## Records for processing
+---+

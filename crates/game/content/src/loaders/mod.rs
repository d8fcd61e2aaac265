//! Content loaders for reading run data from files.
//!
//! Each loader has a `parse` function working on file contents and a `load`
//! function that reads a path first. Validation errors from rogue-core are
//! wrapped with the file they came from.

pub mod config;
pub mod factory;
pub mod item;
pub mod tables;
pub mod tags;

pub use config::ConfigLoader;
pub use factory::{ContentBundle, ContentFactory};
pub use item::ItemLoader;
pub use tables::TablesLoader;
pub use tags::TagLoader;

use std::path::Path;

/// Common result type for loaders.
pub type LoadResult<T> = anyhow::Result<T>;

/// Helper function to read file contents.
pub(crate) fn read_file(path: &Path) -> LoadResult<String> {
    std::fs::read_to_string(path)
        .map_err(|e| anyhow::anyhow!("Failed to read file {}: {}", path.display(), e))
}
//! Validated item catalog.
//!
//! Content files describe items with [`ItemSpec`]: tag names and a sparse
//! attribute map. [`ItemCatalog::build`] checks every spec against the tag
//! vocabulary and turns it into an [`ItemDefinition`]. Anything that would
//! make combat ambiguous is rejected here, at load time.

use std::collections::{BTreeMap, HashMap};

use arrayvec::ArrayVec;

use crate::config::GameConfig;
use crate::env::{
    Attribute, AttributeMap, CatalogError, ItemDefinition, ItemId, ItemOracle, TagRegistry,
};

/// Item as written in a content file.
#[derive(Clone, Debug, PartialEq, Eq)]
#[cfg_attr(feature = "serde", derive(serde::Serialize, serde::Deserialize))]
pub struct ItemSpec {
    pub id: ItemId,
    pub name: String,
    #[cfg_attr(feature = "serde", serde(default))]
    pub tags: Vec<String>,
    #[cfg_attr(feature = "serde", serde(default))]
    pub attributes: BTreeMap<Attribute, i32>,
}

impl ItemSpec {
    pub fn new(id: u32, name: impl Into<String>) -> Self {
        Self {
            id: ItemId(id),
            name: name.into(),
            tags: Vec::new(),
            attributes: BTreeMap::new(),
        }
    }

    #[must_use]
    pub fn tag(mut self, tag: impl Into<String>) -> Self {
        self.tags.push(tag.into());
        self
    }

    #[must_use]
    pub fn attribute(mut self, attribute: Attribute, value: i32) -> Self {
        self.attributes.insert(attribute, value);
        self
    }

    fn into_definition(self, registry: &TagRegistry) -> Result<ItemDefinition, CatalogError> {
        let id = self.id;

        if self.tags.len() > GameConfig::MAX_ITEM_TAGS {
            return Err(CatalogError::TooManyItemTags {
                item: id,
                count: self.tags.len(),
                max: GameConfig::MAX_ITEM_TAGS,
            });
        }

        let mut tags = ArrayVec::new();
        for name in self.tags {
            let tag = registry.lookup(&name).ok_or_else(|| CatalogError::UnknownTag {
                item: id,
                tag: name.clone(),
            })?;
            if tags.contains(&tag) {
                return Err(CatalogError::RepeatedTag { item: id, tag: name });
            }
            tags.push(tag);
        }

        let attributes: AttributeMap = self.attributes.into_iter().collect();
        if let Some((attribute, value)) = attributes.first_negative() {
            return Err(CatalogError::NegativeAttribute {
                item: id,
                attribute,
                value,
            });
        }

        Ok(ItemDefinition {
            id,
            name: self.name,
            tags,
            attributes,
        })
    }
}

/// Item definitions keyed by id, validated against a tag vocabulary.
#[derive(Clone, Debug, Default)]
pub struct ItemCatalog {
    definitions: HashMap<ItemId, ItemDefinition>,
}

impl ItemCatalog {
    /// Validates `specs` against `registry` and builds the catalog.
    ///
    /// # Errors
    ///
    /// Returns the first [`CatalogError`] found, in spec order.
    pub fn build(registry: &TagRegistry, specs: Vec<ItemSpec>) -> Result<Self, CatalogError> {
        let mut definitions = HashMap::with_capacity(specs.len());
        for spec in specs {
            let definition = spec.into_definition(registry)?;
            if definitions.contains_key(&definition.id) {
                return Err(CatalogError::DuplicateItem(definition.id));
            }
            definitions.insert(definition.id, definition);
        }
        Ok(Self { definitions })
    }

    pub fn len(&self) -> usize {
        self.definitions.len()
    }

    pub fn is_empty(&self) -> bool {
        self.definitions.is_empty()
    }
}

impl ItemOracle for ItemCatalog {
    fn definition(&self, id: ItemId) -> Option<&ItemDefinition> {
        self.definitions.get(&id)
    }

    fn all_definitions(&self) -> Vec<&ItemDefinition> {
        let mut all: Vec<_> = self.definitions.values().collect();
        all.sort_by_key(|definition| definition.id);
        all
    }
}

+---+

## What the task asks
Each entry needs to be copied out exactly as written.

## Answer space
filename crates/game/content/src/loaders/mod.rs
repository d8fcd61e2aaac265
//! Content loaders for reading run data from files.
//!
//! Each loader has a `parse` function working on file contents and a `load`
//! function that reads a path first. Validation errors from rogue-core are
//! wrapped with the file they came from.

pub mod config;
pub mod factory;
pub mod item;
pub mod tables;
pub mod tags;

pub use config::ConfigLoader;
pub use factory::{ContentBundle, ContentFactory};
pub use item::ItemLoader;
pub use tables::TablesLoader;
pub use tags::TagLoader;

use std::path::Path;

/// Common result type for loaders.
pub type LoadResult<T> = anyhow::Result<T>;

/// Helper function to read file contents.
pub(crate) fn read_file(path: &Path) -> LoadResult<String> {
    std::fs::read_to_string(path)
        .map_err(|e| anyhow::anyhow!("Failed to read file {}: {}", path.display(), e))
}
//! Validated item catalog.
//!
//! Content files describe items with [`ItemSpec`]: tag names and a sparse
//! attribute map. [`ItemCatalog::build`] checks every spec against the tag
//! vocabulary and turns it into an [`ItemDefinition`]. Anything that would
//! make combat ambiguous is rejected here, at load time.

use std::collections::{BTreeMap, HashMap};

use arrayvec::ArrayVec;

use crate::config::GameConfig;
use crate::env::{
    Attribute, AttributeMap, CatalogError, ItemDefinition, ItemId, ItemOracle, TagRegistry,
};

/// Item as written in a content file.
#[derive(Clone, Debug, PartialEq, Eq)]
#[cfg_attr(feature = "serde", derive(serde::Serialize, serde::Deserialize))]
pub struct ItemSpec {
    pub id: ItemId,
    pub name: String,
    #[cfg_attr(feature = "serde", serde(default))]
    pub tags: Vec<String>,
    #[cfg_attr(feature = "serde", serde(default))]
    pub attributes: BTreeMap<Attribute, i32>,
}

impl ItemSpec {
    pub fn new(id: u32, name: impl Into<String>) -> Self {
        Self {
            id: ItemId(id),
            name: name.into(),
            tags: Vec::new(),
            attributes: BTreeMap::new(),
        }
    }

    #[must_use]
    pub fn tag(mut self, tag: impl Into<String>) -> Self {
        self.tags.push(tag.into());
        self
    }

    #[must_use]
    pub fn attribute(mut self, attribute: Attribute, value: i32) -> Self {
        self.attributes.insert(attribute, value);
        self
    }

    fn into_definition(self, registry: &TagRegistry) -> Result<ItemDefinition, CatalogError> {
        let id = self.id;

        if self.tags.len() > GameConfig::MAX_ITEM_TAGS {
            return Err(CatalogError::TooManyItemTags {
                item: id,
                count: self.tags.len(),
                max: GameConfig::MAX_ITEM_TAGS,
            });
        }

        let mut tags = ArrayVec::new();
        for name in self.tags {
            let tag = registry.lookup(&name).ok_or_else(|| CatalogError::UnknownTag {
                item: id,
                tag: name.clone(),
            })?;
            if tags.contains(&tag) {
                return Err(CatalogError::RepeatedTag { item: id, tag: name });
            }
            tags.push(tag);
        }

        let attributes: AttributeMap = self.attributes.into_iter().collect();
        if let Some((attribute, value)) = attributes.first_negative() {
            return Err(CatalogError::NegativeAttribute {
                item: id,
                attribute,
                value,
            });
        }

        Ok(ItemDefinition {
            id,
            name: self.name,
            tags,
            attributes,
        })
    }
}

/// Item definitions keyed by id, validated against a tag vocabulary.
#[derive(Clone, Debug, Default)]
pub struct ItemCatalog {
    definitions: HashMap<ItemId, ItemDefinition>,
}

impl ItemCatalog {
    /// Validates `specs` against `registry` and builds the catalog.
    ///
    /// # Errors
    ///
    /// Returns the first [`CatalogError`] found, in spec order.
    pub fn build(registry: &TagRegistry, specs: Vec<ItemSpec>) -> Result<Self, CatalogError> {
        let mut definitions = HashMap::with_capacity(specs.len());
        for spec in specs {
            let definition = spec.into_definition(registry)?;
            if definitions.contains_key(&definition.id) {
                return Err(CatalogError::DuplicateItem(definition.id));
            }
            definitions.insert(definition.id, definition);
        }
        Ok(Self { definitions })
    }

    pub fn len(&self) -> usize {
        self.definitions.len()
    }

    pub fn is_empty(&self) -> bool {
        self.definitions.is_empty()
    }
}

impl ItemOracle for ItemCatalog {
    fn definition(&self, id: ItemId) -> Option<&ItemDefinition> {
        self.definitions.get(&id)
    }

    fn all_definitions(&self) -> Vec<&ItemDefinition> {
        let mut all: Vec<_> = self.definitions.values().collect();
        all.sort_by_key(|definition| definition.id);
        all
    }
}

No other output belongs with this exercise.